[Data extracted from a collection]
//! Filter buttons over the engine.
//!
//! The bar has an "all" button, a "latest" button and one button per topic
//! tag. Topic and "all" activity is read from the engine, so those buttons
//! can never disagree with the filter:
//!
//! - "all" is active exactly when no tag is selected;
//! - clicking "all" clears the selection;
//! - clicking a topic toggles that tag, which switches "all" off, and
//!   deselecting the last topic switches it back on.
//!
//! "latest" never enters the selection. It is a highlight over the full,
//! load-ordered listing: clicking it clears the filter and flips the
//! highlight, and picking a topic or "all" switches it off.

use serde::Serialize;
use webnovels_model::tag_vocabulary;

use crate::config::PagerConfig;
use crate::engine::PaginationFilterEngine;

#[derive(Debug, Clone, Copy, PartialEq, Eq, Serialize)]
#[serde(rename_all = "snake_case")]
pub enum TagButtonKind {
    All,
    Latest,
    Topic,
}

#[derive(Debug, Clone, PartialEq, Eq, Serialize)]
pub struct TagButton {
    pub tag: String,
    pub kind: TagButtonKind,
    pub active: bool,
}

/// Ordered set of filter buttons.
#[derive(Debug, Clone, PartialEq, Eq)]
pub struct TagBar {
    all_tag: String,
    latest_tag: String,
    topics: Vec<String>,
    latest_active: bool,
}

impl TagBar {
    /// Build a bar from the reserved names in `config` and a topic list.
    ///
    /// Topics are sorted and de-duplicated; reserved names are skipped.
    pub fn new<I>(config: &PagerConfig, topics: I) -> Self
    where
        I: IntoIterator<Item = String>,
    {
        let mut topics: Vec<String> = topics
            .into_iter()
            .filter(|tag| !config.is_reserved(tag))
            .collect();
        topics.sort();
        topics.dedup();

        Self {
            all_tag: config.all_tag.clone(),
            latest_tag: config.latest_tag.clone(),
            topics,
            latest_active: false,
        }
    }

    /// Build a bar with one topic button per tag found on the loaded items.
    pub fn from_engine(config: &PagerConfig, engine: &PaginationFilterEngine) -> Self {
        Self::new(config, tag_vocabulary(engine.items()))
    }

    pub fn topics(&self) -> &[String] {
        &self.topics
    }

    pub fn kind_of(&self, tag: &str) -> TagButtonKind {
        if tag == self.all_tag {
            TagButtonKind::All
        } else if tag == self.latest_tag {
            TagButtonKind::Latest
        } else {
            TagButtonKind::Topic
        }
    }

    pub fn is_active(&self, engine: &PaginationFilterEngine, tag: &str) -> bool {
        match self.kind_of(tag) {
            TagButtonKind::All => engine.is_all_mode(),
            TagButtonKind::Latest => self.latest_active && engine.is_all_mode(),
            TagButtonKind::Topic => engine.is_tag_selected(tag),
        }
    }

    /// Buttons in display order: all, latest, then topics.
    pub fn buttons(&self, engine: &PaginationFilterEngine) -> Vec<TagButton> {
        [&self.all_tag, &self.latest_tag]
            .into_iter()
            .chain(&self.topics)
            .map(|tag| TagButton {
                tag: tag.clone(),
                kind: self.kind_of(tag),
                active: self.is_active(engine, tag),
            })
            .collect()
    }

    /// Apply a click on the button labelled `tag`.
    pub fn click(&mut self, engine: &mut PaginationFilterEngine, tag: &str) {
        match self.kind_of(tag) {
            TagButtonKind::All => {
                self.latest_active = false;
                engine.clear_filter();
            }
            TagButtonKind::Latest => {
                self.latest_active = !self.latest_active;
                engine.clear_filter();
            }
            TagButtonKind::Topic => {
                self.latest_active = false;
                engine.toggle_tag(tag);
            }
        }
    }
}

» **THE PROBLEM**
Write out all the records above again, exactly as they stand.

» **EXERCISE ANSWER**
//! Filter buttons over the engine.
//!
//! The bar has an "all" button, a "latest" button and one button per topic
//! tag. Topic and "all" activity is read from the engine, so those buttons
//! can never disagree with the filter:
//!
//! - "all" is active exactly when no tag is selected;
//! - clicking "all" clears the selection;
//! - clicking a topic toggles that tag, which switches "all" off, and
//!   deselecting the last topic switches it back on.
//!
//! "latest" never enters the selection. It is a highlight over the full,
//! load-ordered listing: clicking it clears the filter and flips the
//! highlight, and picking a topic or "all" switches it off.

use serde::Serialize;
use webnovels_model::tag_vocabulary;

use crate::config::PagerConfig;
use crate::engine::PaginationFilterEngine;

#[derive(Debug, Clone, Copy, PartialEq, Eq, Serialize)]
#[serde(rename_all = "snake_case")]
pub enum TagButtonKind {
    All,
    Latest,
    Topic,
}

#[derive(Debug, Clone, PartialEq, Eq, Serialize)]
pub struct TagButton {
    pub tag: String,
    pub kind: TagButtonKind,
    pub active: bool,
}

/// Ordered set of filter buttons.
#[derive(Debug, Clone, PartialEq, Eq)]
pub struct TagBar {
    all_tag: String,
    latest_tag: String,
    topics: Vec<String>,
    latest_active: bool,
}

impl TagBar {
    /// Build a bar from the reserved names in `config` and a topic list.
    ///
    /// Topics are sorted and de-duplicated; reserved names are skipped.
    pub fn new<I>(config: &PagerConfig, topics: I) -> Self
    where
        I: IntoIterator<Item = String>,
    {
        let mut topics: Vec<String> = topics
            .into_iter()
            .filter(|tag| !config.is_reserved(tag))
            .collect();
        topics.sort();
        topics.dedup();

        Self {
            all_tag: config.all_tag.clone(),
            latest_tag: config.latest_tag.clone(),
            topics,
            latest_active: false,
        }
    }

    /// Build a bar with one topic button per tag found on the loaded items.
    pub fn from_engine(config: &PagerConfig, engine: &PaginationFilterEngine) -> Self {
        Self::new(config, tag_vocabulary(engine.items()))
    }

    pub fn topics(&self) -> &[String] {
        &self.topics
    }

    pub fn kind_of(&self, tag: &str) -> TagButtonKind {
        if tag == self.all_tag {
            TagButtonKind::All
        } else if tag == self.latest_tag {
            TagButtonKind::Latest
        } else {
            TagButtonKind::Topic
        }
    }

    pub fn is_active(&self, engine: &PaginationFilterEngine, tag: &str) -> bool {
        match self.kind_of(tag) {
            TagButtonKind::All => engine.is_all_mode(),
            TagButtonKind::Latest => self.latest_active && engine.is_all_mode(),
            TagButtonKind::Topic => engine.is_tag_selected(tag),
        }
    }

    /// Buttons in display order: all, latest, then topics.
    pub fn buttons(&self, engine: &PaginationFilterEngine) -> Vec<TagButton> {
        [&self.all_tag, &self.latest_tag]
            .into_iter()
            .chain(&self.topics)
            .map(|tag| TagButton {
                tag: tag.clone(),
                kind: self.kind_of(tag),
                active: self.is_active(engine, tag),
            })
            .collect()
    }

    /// Apply a click on the button labelled `tag`.
    pub fn click(&mut self, engine: &mut PaginationFilterEngine, tag: &str) {
        match self.kind_of(tag) {
            TagButtonKind::All => {
                self.latest_active = false;
                engine.clear_filter();
            }
            TagButtonKind::Latest => {
                self.latest_active = !self.latest_active;
                engine.clear_filter();
            }
            TagButtonKind::Topic => {
                self.latest_active = false;
                engine.toggle_tag(tag);
            }
        }
    }
}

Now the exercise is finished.